> [WORK REQUEST]: Across all entries below, how many lines include "dashboard"? Only the number, please.

THE RECORDS: Begin

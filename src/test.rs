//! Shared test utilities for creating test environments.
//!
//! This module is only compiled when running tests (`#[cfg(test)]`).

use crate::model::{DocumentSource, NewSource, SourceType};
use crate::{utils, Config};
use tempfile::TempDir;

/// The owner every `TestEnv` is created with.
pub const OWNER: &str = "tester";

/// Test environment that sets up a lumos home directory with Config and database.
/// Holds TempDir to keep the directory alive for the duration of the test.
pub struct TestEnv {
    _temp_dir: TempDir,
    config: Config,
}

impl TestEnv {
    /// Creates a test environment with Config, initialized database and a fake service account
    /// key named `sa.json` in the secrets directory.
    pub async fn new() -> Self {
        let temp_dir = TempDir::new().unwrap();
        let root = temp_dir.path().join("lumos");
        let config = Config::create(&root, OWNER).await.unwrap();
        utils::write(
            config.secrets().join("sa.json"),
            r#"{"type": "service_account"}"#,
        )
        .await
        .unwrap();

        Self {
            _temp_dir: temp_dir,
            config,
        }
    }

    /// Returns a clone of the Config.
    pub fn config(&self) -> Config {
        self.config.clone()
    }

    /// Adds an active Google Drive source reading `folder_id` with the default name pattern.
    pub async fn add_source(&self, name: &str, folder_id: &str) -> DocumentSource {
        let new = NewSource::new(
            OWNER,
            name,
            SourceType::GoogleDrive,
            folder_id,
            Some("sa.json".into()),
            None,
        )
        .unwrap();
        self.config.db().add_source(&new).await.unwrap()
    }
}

THE RECORDS: End
THE RECORDS: Begin

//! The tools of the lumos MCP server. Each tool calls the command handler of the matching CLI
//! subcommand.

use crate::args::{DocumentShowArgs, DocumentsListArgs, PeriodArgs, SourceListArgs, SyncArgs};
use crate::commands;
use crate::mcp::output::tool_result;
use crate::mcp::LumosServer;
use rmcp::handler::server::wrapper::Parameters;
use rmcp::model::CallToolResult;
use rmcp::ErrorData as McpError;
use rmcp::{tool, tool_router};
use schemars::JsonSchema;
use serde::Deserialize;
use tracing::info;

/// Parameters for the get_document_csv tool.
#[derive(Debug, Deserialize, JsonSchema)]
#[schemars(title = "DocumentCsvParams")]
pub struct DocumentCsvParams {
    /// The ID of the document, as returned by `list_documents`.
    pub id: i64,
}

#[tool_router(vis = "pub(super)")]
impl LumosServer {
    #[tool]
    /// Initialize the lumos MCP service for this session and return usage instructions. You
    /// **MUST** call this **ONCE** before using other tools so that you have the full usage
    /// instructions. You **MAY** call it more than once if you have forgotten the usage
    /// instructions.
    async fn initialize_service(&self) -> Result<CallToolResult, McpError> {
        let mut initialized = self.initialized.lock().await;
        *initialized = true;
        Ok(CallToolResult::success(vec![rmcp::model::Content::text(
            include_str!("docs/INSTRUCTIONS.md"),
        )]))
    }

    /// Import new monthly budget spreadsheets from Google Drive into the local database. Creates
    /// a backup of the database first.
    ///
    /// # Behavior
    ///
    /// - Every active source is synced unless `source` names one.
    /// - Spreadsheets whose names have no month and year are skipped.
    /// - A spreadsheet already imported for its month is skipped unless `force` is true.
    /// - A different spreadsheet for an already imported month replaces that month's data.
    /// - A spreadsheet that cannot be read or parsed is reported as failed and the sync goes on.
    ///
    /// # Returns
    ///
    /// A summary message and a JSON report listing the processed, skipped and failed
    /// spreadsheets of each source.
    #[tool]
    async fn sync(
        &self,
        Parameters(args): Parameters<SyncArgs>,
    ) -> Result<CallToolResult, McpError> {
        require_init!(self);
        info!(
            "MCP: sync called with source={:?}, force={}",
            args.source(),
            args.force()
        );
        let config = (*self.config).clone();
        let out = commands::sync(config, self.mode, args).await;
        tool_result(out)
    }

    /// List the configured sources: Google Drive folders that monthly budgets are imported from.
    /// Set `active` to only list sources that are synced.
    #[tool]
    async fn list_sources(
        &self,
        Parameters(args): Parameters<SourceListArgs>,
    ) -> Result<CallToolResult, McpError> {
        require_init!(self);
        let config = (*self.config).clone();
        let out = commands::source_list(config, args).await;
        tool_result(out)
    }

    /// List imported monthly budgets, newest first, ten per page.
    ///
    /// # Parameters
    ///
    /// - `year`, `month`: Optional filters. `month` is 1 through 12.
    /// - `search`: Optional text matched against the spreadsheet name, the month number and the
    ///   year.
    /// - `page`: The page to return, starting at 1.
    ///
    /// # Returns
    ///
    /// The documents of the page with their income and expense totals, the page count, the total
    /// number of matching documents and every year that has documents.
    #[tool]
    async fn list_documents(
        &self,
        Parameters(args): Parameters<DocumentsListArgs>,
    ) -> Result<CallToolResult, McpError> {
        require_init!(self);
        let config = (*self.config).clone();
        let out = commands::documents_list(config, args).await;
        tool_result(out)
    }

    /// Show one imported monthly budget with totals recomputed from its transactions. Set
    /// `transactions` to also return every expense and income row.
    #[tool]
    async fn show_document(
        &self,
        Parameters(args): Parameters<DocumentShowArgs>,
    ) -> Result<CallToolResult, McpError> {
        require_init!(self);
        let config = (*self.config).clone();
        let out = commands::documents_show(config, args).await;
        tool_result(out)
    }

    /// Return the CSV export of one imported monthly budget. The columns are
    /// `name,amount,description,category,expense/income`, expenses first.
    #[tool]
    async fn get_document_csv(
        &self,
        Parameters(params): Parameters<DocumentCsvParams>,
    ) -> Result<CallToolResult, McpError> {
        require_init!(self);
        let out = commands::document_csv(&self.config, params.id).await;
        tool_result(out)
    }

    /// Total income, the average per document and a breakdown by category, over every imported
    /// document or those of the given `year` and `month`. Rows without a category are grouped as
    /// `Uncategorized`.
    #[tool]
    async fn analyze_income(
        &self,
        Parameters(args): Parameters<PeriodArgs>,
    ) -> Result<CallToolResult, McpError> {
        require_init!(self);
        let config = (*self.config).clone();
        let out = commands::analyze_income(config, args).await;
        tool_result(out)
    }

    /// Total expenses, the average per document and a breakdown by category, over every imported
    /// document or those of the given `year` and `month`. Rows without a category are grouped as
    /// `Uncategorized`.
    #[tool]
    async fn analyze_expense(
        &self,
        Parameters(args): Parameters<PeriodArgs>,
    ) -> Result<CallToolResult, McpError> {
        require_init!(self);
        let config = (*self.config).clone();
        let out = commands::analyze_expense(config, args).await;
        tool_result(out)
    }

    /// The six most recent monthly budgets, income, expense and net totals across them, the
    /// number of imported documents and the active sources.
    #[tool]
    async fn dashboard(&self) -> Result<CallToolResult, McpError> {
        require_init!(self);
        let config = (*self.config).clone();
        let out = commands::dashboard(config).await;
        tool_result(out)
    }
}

THE RECORDS: End
THE RECORDS: Begin

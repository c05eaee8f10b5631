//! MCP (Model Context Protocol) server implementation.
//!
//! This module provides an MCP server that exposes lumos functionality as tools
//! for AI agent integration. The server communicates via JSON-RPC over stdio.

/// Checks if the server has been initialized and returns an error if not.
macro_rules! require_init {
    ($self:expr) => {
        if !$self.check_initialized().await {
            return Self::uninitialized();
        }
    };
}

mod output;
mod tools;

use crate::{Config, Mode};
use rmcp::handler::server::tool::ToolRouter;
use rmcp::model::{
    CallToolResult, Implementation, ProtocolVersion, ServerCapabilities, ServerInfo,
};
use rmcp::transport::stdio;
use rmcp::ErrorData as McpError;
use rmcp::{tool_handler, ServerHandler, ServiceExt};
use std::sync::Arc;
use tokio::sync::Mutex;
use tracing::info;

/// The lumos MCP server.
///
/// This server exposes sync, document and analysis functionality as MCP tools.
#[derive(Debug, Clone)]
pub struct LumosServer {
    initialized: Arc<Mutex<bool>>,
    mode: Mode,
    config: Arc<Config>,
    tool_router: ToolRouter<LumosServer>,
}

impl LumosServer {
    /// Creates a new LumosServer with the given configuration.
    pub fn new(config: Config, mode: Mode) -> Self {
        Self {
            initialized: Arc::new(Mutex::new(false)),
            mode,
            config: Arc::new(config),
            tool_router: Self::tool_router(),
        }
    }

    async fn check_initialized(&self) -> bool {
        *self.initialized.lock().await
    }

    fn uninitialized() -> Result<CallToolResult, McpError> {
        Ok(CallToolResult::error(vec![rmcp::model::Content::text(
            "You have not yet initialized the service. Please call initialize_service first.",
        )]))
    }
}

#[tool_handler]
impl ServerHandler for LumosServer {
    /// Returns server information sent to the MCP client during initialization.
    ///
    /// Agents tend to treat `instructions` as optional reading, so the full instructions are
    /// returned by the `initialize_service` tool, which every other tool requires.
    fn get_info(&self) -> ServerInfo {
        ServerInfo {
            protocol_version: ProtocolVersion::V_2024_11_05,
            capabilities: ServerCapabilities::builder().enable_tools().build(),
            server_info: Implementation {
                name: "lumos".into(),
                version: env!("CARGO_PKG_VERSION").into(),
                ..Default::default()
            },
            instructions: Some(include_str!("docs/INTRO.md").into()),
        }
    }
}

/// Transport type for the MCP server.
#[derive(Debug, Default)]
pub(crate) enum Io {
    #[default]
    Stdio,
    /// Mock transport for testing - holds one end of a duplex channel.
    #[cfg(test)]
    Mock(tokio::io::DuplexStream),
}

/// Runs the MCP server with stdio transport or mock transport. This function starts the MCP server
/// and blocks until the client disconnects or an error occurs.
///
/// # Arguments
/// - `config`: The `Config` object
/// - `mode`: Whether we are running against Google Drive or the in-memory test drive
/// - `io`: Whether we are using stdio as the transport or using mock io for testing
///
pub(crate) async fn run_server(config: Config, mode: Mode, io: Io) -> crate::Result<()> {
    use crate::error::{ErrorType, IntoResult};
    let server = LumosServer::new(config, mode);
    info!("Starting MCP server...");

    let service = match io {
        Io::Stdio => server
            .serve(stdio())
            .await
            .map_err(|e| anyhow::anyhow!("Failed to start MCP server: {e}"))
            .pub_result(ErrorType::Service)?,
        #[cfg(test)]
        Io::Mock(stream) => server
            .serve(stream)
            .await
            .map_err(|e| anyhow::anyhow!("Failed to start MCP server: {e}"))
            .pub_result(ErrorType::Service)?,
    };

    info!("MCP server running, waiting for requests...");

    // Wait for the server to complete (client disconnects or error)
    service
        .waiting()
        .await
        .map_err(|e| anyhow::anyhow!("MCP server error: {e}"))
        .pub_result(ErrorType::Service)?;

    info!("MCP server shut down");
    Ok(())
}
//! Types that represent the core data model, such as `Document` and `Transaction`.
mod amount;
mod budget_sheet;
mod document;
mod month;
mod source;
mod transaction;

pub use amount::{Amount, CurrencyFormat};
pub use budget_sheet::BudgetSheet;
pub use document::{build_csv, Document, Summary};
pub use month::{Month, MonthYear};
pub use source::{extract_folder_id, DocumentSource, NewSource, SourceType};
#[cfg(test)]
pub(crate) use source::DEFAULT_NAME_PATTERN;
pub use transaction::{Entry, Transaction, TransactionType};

THE RECORDS: End

> [EXPECTED OUTPUT]: 2